Pernahkah Anda terbangun di pukul 3 pagi dan merasa cemas karena tidak bisa tidur kembali? Menurut Darren Rhodes, ahli Psikologi Kognitif dari Keele University, fenomena ini justru sangat normal dan merupakan bagian dari sejarah evolusi manusia. Faktanya, tidur delapan jam tanpa terputus adalah kebiasaan modern, bukan pola alami nenek moyang kita.

Pola Tidur Biphasic: Rahasia Tidur Leluhur Kita

Selama berabad-abad, manusia terbiasa dengan pola tidur biphasic atau dua fase. Pola ini terdiri dari tidur pertama (first sleep) dan tidur kedua (second sleep), yang dipisahkan oleh periode terjaga sekitar satu jam di tengah malam. Catatan sejarah dari Eropa, Afrika, hingga Asia menunjukkan kebiasaan ini.

Setelah tidur awal, orang akan bangun sekitar tengah malam. Momen ini digunakan untuk berbagai aktivitas tenang seperti berdoa, merenung, membaca, menulis, atau bahkan bercengkrama dengan pasangan.

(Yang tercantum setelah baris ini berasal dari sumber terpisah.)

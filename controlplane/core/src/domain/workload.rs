// Copyright (c) 2026 100monkeys.ai
// SPDX-License-Identifier: AGPL-3.0

//! Workload aggregate and the lifecycle state machine.
//!
//! A workload is one runnable container-based game-server instance. Status
//! transitions are split in two: `WorkloadStatus::permits` gates what the
//! control plane may *initiate*, and `WorkloadStatus::accepts_report` gates
//! which agent-reported refinements are legal from the current state. Both
//! sides of the split are driven through the per-workload reducer so no
//! transition can be observed outside the table.

use crate::domain::access::PrincipalId;
use crate::domain::node::NodeId;
use crate::domain::template::{Template, TemplateId};
use chrono::{DateTime, Utc};
use serde::{Deserialize, Serialize};
use std::collections::BTreeMap;
use std::net::IpAddr;
use std::path::{Path, PathBuf};
use uuid::Uuid;

/// Environment key for the workload's on-disk directory, computed last.
pub const ENV_SERVER_DIR: &str = "SERVER_DIR";
/// Environment key for the IPAM-assigned primary address, computed last.
pub const ENV_NETWORK_IP: &str = "CATALYST_NETWORK_IP";

#[derive(Debug, Clone, Copy, PartialEq, Eq, Hash, PartialOrd, Ord, Serialize, Deserialize)]
pub struct WorkloadId(pub i64);

impl std::fmt::Display for WorkloadId {
    fn fmt(&self, f: &mut std::fmt::Formatter<'_>) -> std::fmt::Result {
        write!(f, "{}", self.0)
    }
}

#[derive(Debug, Clone, Copy, PartialEq, Eq, Serialize, Deserialize)]
#[serde(rename_all = "snake_case")]
pub enum WorkloadStatus {
    Stopped,
    Installing,
    Installed,
    Starting,
    Running,
    Stopping,
    Crashed,
    Suspended,
    Transferring,
}

impl WorkloadStatus {
    pub fn as_str(self) -> &'static str {
        match self {
            WorkloadStatus::Stopped => "stopped",
            WorkloadStatus::Installing => "installing",
            WorkloadStatus::Installed => "installed",
            WorkloadStatus::Starting => "starting",
            WorkloadStatus::Running => "running",
            WorkloadStatus::Stopping => "stopping",
            WorkloadStatus::Crashed => "crashed",
            WorkloadStatus::Suspended => "suspended",
            WorkloadStatus::Transferring => "transferring",
        }
    }

    pub fn parse(s: &str) -> Option<Self> {
        Some(match s {
            "stopped" => WorkloadStatus::Stopped,
            "installing" => WorkloadStatus::Installing,
            "installed" => WorkloadStatus::Installed,
            "starting" => WorkloadStatus::Starting,
            "running" => WorkloadStatus::Running,
            "stopping" => WorkloadStatus::Stopping,
            "crashed" => WorkloadStatus::Crashed,
            "suspended" => WorkloadStatus::Suspended,
            "transferring" => WorkloadStatus::Transferring,
            _ => return None,
        })
    }

    /// Control-plane-initiated transition table.
    pub fn permits(self, action: LifecycleAction) -> bool {
        use LifecycleAction::*;
        use WorkloadStatus::*;
        match action {
            Install => matches!(self, Stopped | Crashed),
            // `installed` is the post-install resting state; it is
            // start-eligible, otherwise a freshly installed workload could
            // never be brought up.
            Start => matches!(self, Stopped | Crashed | Installed),
            Stop => matches!(self, Starting | Running),
            Restart => matches!(self, Running),
            Suspend => !matches!(self, Transferring),
            Unsuspend => matches!(self, Suspended),
            Transfer => matches!(self, Stopped),
        }
    }

    /// Target state entered when an action is accepted.
    pub fn action_target(action: LifecycleAction) -> WorkloadStatus {
        use LifecycleAction::*;
        match action {
            Install => WorkloadStatus::Installing,
            Start => WorkloadStatus::Starting,
            Stop | Restart => WorkloadStatus::Stopping,
            Suspend => WorkloadStatus::Suspended,
            Unsuspend => WorkloadStatus::Stopped,
            Transfer => WorkloadStatus::Transferring,
        }
    }

    /// Agent-reported refinement table. Returns the state to enter, or `None`
    /// when the report is illegal from the current state and must be dropped.
    pub fn accepts_report(self, reported: WorkloadStatus) -> Option<WorkloadStatus> {
        use WorkloadStatus::*;
        match (self, reported) {
            (Starting, Running) => Some(Running),
            (Starting | Running, Crashed) => Some(Crashed),
            (Stopping, Stopped) => Some(Stopped),
            // Install completion: the agent reports `installed`, after which
            // the workload is ready to start. A failed install surfaces as a
            // crash so the crash counter and restart policy apply.
            (Installing, Installed) => Some(Installed),
            (Installing, Crashed) => Some(Crashed),
            (Installed, Stopped) => Some(Stopped),
            _ => None,
        }
    }
}

impl std::fmt::Display for WorkloadStatus {
    fn fmt(&self, f: &mut std::fmt::Formatter<'_>) -> std::fmt::Result {
        f.write_str(self.as_str())
    }
}

#[derive(Debug, Clone, Copy, PartialEq, Eq, Serialize, Deserialize)]
#[serde(rename_all = "snake_case")]
pub enum LifecycleAction {
    Install,
    Start,
    Stop,
    Restart,
    Suspend,
    Unsuspend,
    Transfer,
}

impl LifecycleAction {
    pub fn as_str(self) -> &'static str {
        match self {
            LifecycleAction::Install => "install",
            LifecycleAction::Start => "start",
            LifecycleAction::Stop => "stop",
            LifecycleAction::Restart => "restart",
            LifecycleAction::Suspend => "suspend",
            LifecycleAction::Unsuspend => "unsuspend",
            LifecycleAction::Transfer => "transfer",
        }
    }
}

#[derive(Debug, Clone, Copy, PartialEq, Eq, Serialize, Deserialize)]
#[serde(rename_all = "kebab-case")]
pub enum NetworkMode {
    Bridge,
    MacvlanDhcp,
    MacvlanStatic,
}

impl NetworkMode {
    /// True when the control plane assigns the primary IP from a pool.
    /// `macvlan-dhcp` hands addressing to the LAN's DHCP stack, so only the
    /// static variant is pool-managed.
    pub fn is_ipam(self) -> bool {
        matches!(self, NetworkMode::MacvlanStatic)
    }

    /// True when container ports are published onto host ports and therefore
    /// participate in per-node host-port arbitration.
    pub fn uses_host_ports(self) -> bool {
        matches!(self, NetworkMode::Bridge)
    }
}

#[derive(Debug, Clone, Copy, PartialEq, Eq, Serialize, Deserialize)]
#[serde(rename_all = "kebab-case")]
pub enum RestartPolicy {
    Always,
    OnFailure,
    Never,
}

#[derive(Debug, Clone, Copy, PartialEq, Eq, Serialize, Deserialize)]
#[serde(rename_all = "lowercase")]
pub enum BackupMode {
    Local,
    S3,
    Stream,
}

#[derive(Debug, Clone, Copy, PartialEq, Eq, Default, Serialize, Deserialize)]
pub struct Allocations {
    pub memory_mb: u64,
    pub cpu_cores: u32,
    pub disk_mb: u64,
}

#[derive(Debug, Clone, PartialEq, Eq, Serialize, Deserialize)]
pub struct Suspension {
    pub suspended_at: DateTime<Utc>,
    pub suspended_by: String,
    pub reason: String,
}

#[derive(Debug, Clone, Serialize, Deserialize)]
pub struct Workload {
    pub id: WorkloadId,
    /// Opaque identity used as the on-disk directory name and SFTP principal.
    pub uuid: Uuid,
    pub name: String,
    #[serde(default)]
    pub description: Option<String>,
    pub owner_id: PrincipalId,
    pub node_id: NodeId,
    #[serde(default)]
    pub location: Option<String>,
    pub template_id: TemplateId,
    pub allocations: Allocations,
    pub network_mode: NetworkMode,
    /// Named macvlan network the workload attaches to; `None` in bridge mode.
    #[serde(default)]
    pub network_name: Option<String>,
    pub primary_port: u16,
    /// container-port -> host-port. Always contains `primary_port`.
    pub port_bindings: BTreeMap<u16, u16>,
    #[serde(default)]
    pub primary_ip: Option<IpAddr>,
    #[serde(default)]
    pub environment: BTreeMap<String, String>,
    pub status: WorkloadStatus,
    #[serde(default)]
    pub crash_count: u32,
    #[serde(default)]
    pub last_crash_at: Option<DateTime<Utc>>,
    pub restart_policy: RestartPolicy,
    pub max_crash_count: u32,
    pub backup_mode: BackupMode,
    #[serde(default)]
    pub backup_retention_count: u32,
    #[serde(default)]
    pub backup_retention_days: u32,
    #[serde(default)]
    pub suspension: Option<Suspension>,
    #[serde(default)]
    pub container_id: Option<String>,
    #[serde(default)]
    pub container_name: Option<String>,
    pub created_at: DateTime<Utc>,
    pub updated_at: DateTime<Utc>,
}

impl Workload {
    pub fn is_suspended(&self) -> bool {
        self.suspension.is_some()
    }

    /// The workload's chroot base under the configured data root.
    pub fn data_dir(&self, data_root: &Path) -> PathBuf {
        data_root.join(self.uuid.to_string())
    }

    /// Compose the environment the agent sees for install/start/restart.
    ///
    /// Template variable defaults first, then the workload's own environment
    /// (right-hand side wins), then the two computed keys which override
    /// everything.
    pub fn compose_environment(
        &self,
        template: &Template,
        data_root: &Path,
    ) -> BTreeMap<String, String> {
        let mut env = template.default_environment();
        env.extend(self.environment.clone());
        env.insert(
            ENV_SERVER_DIR.to_string(),
            self.data_dir(data_root).display().to_string(),
        );
        if let Some(ip) = self.primary_ip {
            env.insert(ENV_NETWORK_IP.to_string(), ip.to_string());
        }
        env
    }

    pub fn record_crash(&mut self, at: DateTime<Utc>) {
        self.crash_count += 1;
        self.last_crash_at = Some(at);
    }

    pub fn reset_crash_count(&mut self) {
        self.crash_count = 0;
        self.last_crash_at = None;
    }

    /// Whether the crash-restart policy wants an automatic start right now.
    pub fn wants_auto_restart(&self) -> bool {
        match self.restart_policy {
            RestartPolicy::Never => false,
            RestartPolicy::Always | RestartPolicy::OnFailure => {
                self.crash_count <= self.max_crash_count
            }
        }
    }
}

#[cfg(test)]
pub(crate) mod testutil {
    use super::*;

    pub(crate) fn workload() -> Workload {
        let now = Utc::now();
        Workload {
            id: WorkloadId(1),
            uuid: Uuid::new_v4(),
            name: "mc-1".into(),
            description: None,
            owner_id: PrincipalId(7),
            node_id: NodeId(1),
            location: None,
            template_id: TemplateId(1),
            allocations: Allocations { memory_mb: 1024, cpu_cores: 2, disk_mb: 10240 },
            network_mode: NetworkMode::Bridge,
            network_name: None,
            primary_port: 25565,
            port_bindings: BTreeMap::from([(25565, 25565)]),
            primary_ip: None,
            environment: BTreeMap::new(),
            status: WorkloadStatus::Stopped,
            crash_count: 0,
            last_crash_at: None,
            restart_policy: RestartPolicy::OnFailure,
            max_crash_count: 3,
            backup_mode: BackupMode::Local,
            backup_retention_count: 3,
            backup_retention_days: 14,
            suspension: None,
            container_id: None,
            container_name: None,
            created_at: now,
            updated_at: now,
        }
    }
}

#[cfg(test)]
mod tests {
    use super::*;

    #[test]
    fn transition_table_matches_lifecycle_contract() {
        use LifecycleAction::*;
        use WorkloadStatus::*;

        assert!(Stopped.permits(Install));
        assert!(Crashed.permits(Install));
        assert!(!Running.permits(Install));

        assert!(Stopped.permits(Start));
        assert!(Crashed.permits(Start));
        assert!(Installed.permits(Start));
        assert!(!Installing.permits(Start));

        assert!(Starting.permits(Stop));
        assert!(Running.permits(Stop));
        assert!(!Stopped.permits(Stop));

        assert!(Running.permits(Restart));
        assert!(!Starting.permits(Restart));

        for s in [Stopped, Installing, Installed, Starting, Running, Stopping, Crashed, Suspended] {
            assert!(s.permits(Suspend), "{s} should allow suspend");
        }
        assert!(!Transferring.permits(Suspend));

        assert!(Suspended.permits(Unsuspend));
        assert!(!Stopped.permits(Unsuspend));

        assert!(Stopped.permits(Transfer));
        assert!(!Running.permits(Transfer));
    }

    #[test]
    fn report_refinements() {
        use WorkloadStatus::*;
        assert_eq!(Starting.accepts_report(Running), Some(Running));
        assert_eq!(Running.accepts_report(Crashed), Some(Crashed));
        assert_eq!(Starting.accepts_report(Crashed), Some(Crashed));
        assert_eq!(Stopping.accepts_report(Stopped), Some(Stopped));
        // Illegal reports are dropped.
        assert_eq!(Stopped.accepts_report(Running), None);
        assert_eq!(Running.accepts_report(Stopped), None);
    }

    #[test]
    fn environment_composition_order() {
        use crate::domain::template::{Template, TemplateVariable, VariableInput};

        let mut template = Template::minimal(TemplateId(1), "vanilla", "game:latest");
        template.variables.push(TemplateVariable {
            name: "SERVER_MEMORY".into(),
            description: "Heap size".into(),
            default_value: "1024".into(),
            required: true,
            input: VariableInput::Number,
            rules: "required|integer".into(),
        });
        template.variables.push(TemplateVariable {
            name: "MOTD".into(),
            description: "Message of the day".into(),
            default_value: "hello".into(),
            required: false,
            input: VariableInput::Text,
            rules: String::new(),
        });

        let mut w = super::testutil::workload();
        w.environment.insert("MOTD".into(), "welcome".into());
        // A stale explicit SERVER_DIR must lose to the computed key.
        w.environment.insert(ENV_SERVER_DIR.into(), "/elsewhere".into());
        w.primary_ip = Some("10.0.30.5".parse().unwrap());

        let env = w.compose_environment(&template, Path::new("/srv/catalyst"));
        assert_eq!(env["SERVER_MEMORY"], "1024");
        assert_eq!(env["MOTD"], "welcome");
        assert_eq!(env[ENV_SERVER_DIR], format!("/srv/catalyst/{}", w.uuid));
        assert_eq!(env[ENV_NETWORK_IP], "10.0.30.5");
    }

    #[test]
    fn crash_bookkeeping() {
        let mut w = super::testutil::workload();
        w.restart_policy = RestartPolicy::OnFailure;
        w.max_crash_count = 2;

        w.record_crash(Utc::now());
        assert_eq!(w.crash_count, 1);
        assert!(w.wants_auto_restart());

        w.record_crash(Utc::now());
        w.record_crash(Utc::now());
        assert_eq!(w.crash_count, 3);
        assert!(!w.wants_auto_restart());

        w.reset_crash_count();
        assert_eq!(w.crash_count, 0);
        assert!(w.last_crash_at.is_none());

        w.restart_policy = RestartPolicy::Never;
        w.record_crash(Utc::now());
        assert!(!w.wants_auto_restart());
    }
}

Penyair kuno seperti Homer dan Virgil juga menyebutkan "akhir dari tidur pertama" dalam karya mereka, membuktikan pola ini telah lama ada.

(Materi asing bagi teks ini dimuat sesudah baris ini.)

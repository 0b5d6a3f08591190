// Copyright (c) 2026 100monkeys.ai
// SPDX-License-Identifier: AGPL-3.0

//! # Catalyst control plane core
//!
//! Control plane for a fleet of containerized game-server workloads on
//! remote worker nodes: the workload lifecycle engine, the resource and
//! allocation arbiter, the node agent gateway, the chroot-confined file
//! tree with its SFTP surface, and the template importer.
//!
//! Layering follows the usual slices: `domain` holds entities, the state
//! machine and the persistence/gateway contracts; `application` holds the
//! services; `infrastructure` holds the transports and repository backends;
//! `presentation` holds the HTTP router.

pub mod application;
pub mod config;
pub mod domain;
pub mod infrastructure;
pub mod presentation;
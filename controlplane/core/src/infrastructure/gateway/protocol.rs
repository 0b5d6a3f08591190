// Copyright (c) 2026 100monkeys.ai
// SPDX-License-Identifier: AGPL-3.0

//! Wire framing for agent sessions.
//!
//! Frames are length-prefixed JSON. Control-plane-originated frames carry a
//! monotonically assigned correlation id next to the command's own fields;
//! inbound frames are the event vocabulary plus the hello handshake. The
//! frame set is closed: unknown inbound types are logged and dropped.

use crate::domain::gateway::{AgentCommand, AgentEvent};
use crate::domain::node::NodeId;
use bytes::Bytes;
use serde::{Deserialize, Serialize};
use tokio_util::codec::LengthDelimitedCodec;
use tracing::warn;

/// Upper bound on a single frame; comfortably above the 1 MiB blob chunk
/// plus envelope overhead.
pub const MAX_FRAME_LEN: usize = 4 * 1024 * 1024;

/// Raw payload bytes per `upload_blob_chunk` frame.
pub const BLOB_CHUNK_SIZE: usize = 1024 * 1024;

pub fn codec() -> LengthDelimitedCodec {
    LengthDelimitedCodec::builder()
        .max_frame_length(MAX_FRAME_LEN)
        .new_codec()
}

/// First frame an agent sends after connecting.
#[derive(Debug, Serialize, Deserialize)]
#[serde(tag = "type", rename_all = "snake_case")]
pub enum Handshake {
    #[serde(rename_all = "camelCase")]
    Hello { node_id: NodeId, token: String },
}

#[derive(Debug, Serialize)]
#[serde(tag = "type", rename_all = "snake_case")]
pub enum HandshakeReply {
    HelloOk,
    HelloRejected,
}

#[derive(Serialize)]
struct OutboundFrame<'a> {
    id: u64,
    #[serde(flatten)]
    command: &'a AgentCommand,
}

pub fn encode_command(id: u64, command: &AgentCommand) -> Result<Bytes, serde_json::Error> {
    serde_json::to_vec(&OutboundFrame { id, command }).map(Bytes::from)
}

pub fn encode_handshake_reply(reply: &HandshakeReply) -> Bytes {
    Bytes::from(serde_json::to_vec(reply).expect("handshake reply serializes"))
}

pub fn decode_handshake(frame: &[u8]) -> Option<Handshake> {
    serde_json::from_slice(frame).ok()
}

/// Decode one inbound event frame. Unknown or malformed types return `None`
/// after a log entry; the session keeps running.
pub fn decode_event(frame: &[u8]) -> Option<AgentEvent> {
    match serde_json::from_slice::<AgentEvent>(frame) {
        Ok(event) => Some(event),
        Err(_) => {
            let kind = serde_json::from_slice::<serde_json::Value>(frame)
                .ok()
                .and_then(|v| v.get("type").and_then(|t| t.as_str().map(str::to_string)))
                .unwrap_or_else(|| "<unparseable>".to_string());
            warn!(frame_type = %kind, "dropping unknown agent frame");
            None
        }
    }
}
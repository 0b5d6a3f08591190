// Copyright (c) 2026 100monkeys.ai
// SPDX-License-Identifier: AGPL-3.0

pub mod protocol;
pub mod router;
pub mod server;

pub use router::AgentEventRouter;
pub use server::GatewayServer;
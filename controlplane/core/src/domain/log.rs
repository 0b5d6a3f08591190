// Copyright (c) 2026 100monkeys.ai
// SPDX-License-Identifier: AGPL-3.0

//! Append-only workload console/system log and the audit trail.

use crate::domain::workload::WorkloadId;
use chrono::{DateTime, Utc};
use serde::{Deserialize, Serialize};

#[derive(Debug, Clone, Copy, PartialEq, Eq, Serialize, Deserialize)]
#[serde(rename_all = "lowercase")]
pub enum LogStream {
    Stdout,
    Stderr,
    /// Control-plane decisions (transfer steps, crash-limit notices, ...).
    System,
}

#[derive(Debug, Clone, Serialize, Deserialize)]
pub struct WorkloadLogEntry {
    pub workload_id: WorkloadId,
    pub stream: LogStream,
    pub line: String,
    pub at: DateTime<Utc>,
}

impl WorkloadLogEntry {
    pub fn system(workload_id: WorkloadId, line: impl Into<String>) -> Self {
        Self { workload_id, stream: LogStream::System, line: line.into(), at: Utc::now() }
    }
}

/// Append-only audit record. Business code never mutates or deletes these.
#[derive(Debug, Clone, Serialize, Deserialize)]
pub struct AuditEntry {
    pub actor: String,
    pub action: String,
    pub resource: String,
    pub resource_id: String,
    #[serde(default)]
    pub details: serde_json::Value,
    pub at: DateTime<Utc>,
}

impl AuditEntry {
    pub fn new(
        actor: impl Into<String>,
        action: impl Into<String>,
        resource: impl Into<String>,
        resource_id: impl std::fmt::Display,
    ) -> Self {
        Self {
            actor: actor.into(),
            action: action.into(),
            resource: resource.into(),
            resource_id: resource_id.to_string(),
            details: serde_json::Value::Null,
            at: Utc::now(),
        }
    }

    pub fn with_details(mut self, details: serde_json::Value) -> Self {
        self.details = details;
        self
    }
}

/// One agent-reported resource sample.
#[derive(Debug, Clone, Serialize, Deserialize)]
pub struct MetricsSample {
    pub workload_id: WorkloadId,
    pub cpu_percent: f64,
    pub memory_mb: u64,
    pub disk_mb: u64,
    pub at: DateTime<Utc>,
}
// Copyright (c) 2026 100monkeys.ai
// SPDX-License-Identifier: AGPL-3.0

//! Shared PostgreSQL plumbing: error translation and the session-store
//! lookup the SFTP surface authenticates against.

use crate::domain::access::PrincipalId;
use crate::domain::repository::{RepositoryError, SessionStore};
use async_trait::async_trait;
use chrono::Utc;
use sqlx::postgres::PgPool;
use sqlx::Row;

/// Connection-level failures surface as `Unavailable` so the HTTP layer can
/// reject mutations until recovery; everything else is a plain database
/// error.
pub(crate) fn db_err(e: sqlx::Error) -> RepositoryError {
    match e {
        sqlx::Error::PoolTimedOut | sqlx::Error::PoolClosed | sqlx::Error::Io(_) => {
            RepositoryError::Unavailable(e.to_string())
        }
        other => RepositoryError::Database(other.to_string()),
    }
}

pub struct PostgresSessionStore {
    pool: PgPool,
}

impl PostgresSessionStore {
    pub fn new(pool: PgPool) -> Self {
        Self { pool }
    }
}

#[async_trait]
impl SessionStore for PostgresSessionStore {
    async fn resolve_token(
        &self,
        token: &str,
    ) -> Result<Option<PrincipalId>, RepositoryError> {
        let row = sqlx::query(
            "SELECT principal_id FROM sessions WHERE token = $1 AND expires_at > $2",
        )
        .bind(token)
        .bind(Utc::now())
        .fetch_optional(&self.pool)
        .await
        .map_err(db_err)?;
        Ok(row.map(|r| PrincipalId(r.get::<i64, _>("principal_id"))))
    }
}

Penyebab Hilangnya Pola Tidur Dua Fase

Lalu, mengapa kebiasaan tidur dua sesi ini menghilang? Dua faktor utama penyebabnya adalah:


  1. Revolusi Pencahayaan: Hadirnya lampu minyak, gas, dan listrik mengubah malam menjadi waktu beraktivitas. Cahaya buatan menekan produksi melatonin (hormon tidur) dan menggeser ritme sirkadian tubuh.

  2. Tuntutan Revolusi Industri: Jadwal kerja pabrik yang ketat mendorong kebutuhan akan tidur satu blok panjang (8 jam) agar sesuai dengan jam kerja, menggeser pola tidur alami yang terbagi.